What is expected:
Starting at the line that holds "pub mod source;", copy every line exactly through the end of the data, and no others.

Information shown:
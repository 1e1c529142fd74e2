//! Audio input: microphone / WAV sources → 16 kHz mono chunks.
//!
//! # Pipeline
//!
//! ```text
//! cpal callback ─┐
//!                ├─▶ to_recognizer_format ─▶ AudioSource::read_chunk ─▶ producer
//! hound reader ──┘
//! ```
//!
//! The producer thread owns the [`AudioSource`]; everything it reads is
//! already at [`TARGET_SAMPLE_RATE`] and mono.  [`RingBuffer`] and
//! [`VadDetector`] are used by the streaming recognizer to hold and segment
//! the utterance being decoded.
//!
//! ```rust,no_run
//! use voice_concierge::audio::{SourceFactory, WavFileFactory};
//!
//! let factory = WavFileFactory::new("order.wav", 100, false);
//! let mut source = factory.open().unwrap();
//! while let Some(chunk) = source.read_chunk().unwrap() {
//!     println!("{} samples", chunk.len());
//! }
//! ```

pub mod buffer;
pub mod capture;
pub mod resample;
pub mod source;
pub mod vad;
pub mod wav;

pub use buffer::RingBuffer;
pub use capture::{MicrophoneFactory, MicrophoneSource};
pub use resample::{downmix, resample, to_recognizer_format, TARGET_SAMPLE_RATE};
pub use source::{samples_per_buffer, AudioSource, CaptureError, SourceFactory};
pub use vad::{Frame, VadDetector};
pub use wav::{load_wav_mono_16k, WavFileFactory, WavSource};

Response below:
pub mod source;
pub mod vad;
pub mod wav;

pub use buffer::RingBuffer;
pub use capture::{MicrophoneFactory, MicrophoneSource};
pub use resample::{downmix, resample, to_recognizer_format, TARGET_SAMPLE_RATE};
pub use source::{samples_per_buffer, AudioSource, CaptureError, SourceFactory};
pub use vad::{Frame, VadDetector};
pub use wav::{load_wav_mono_16k, WavFileFactory, WavSource};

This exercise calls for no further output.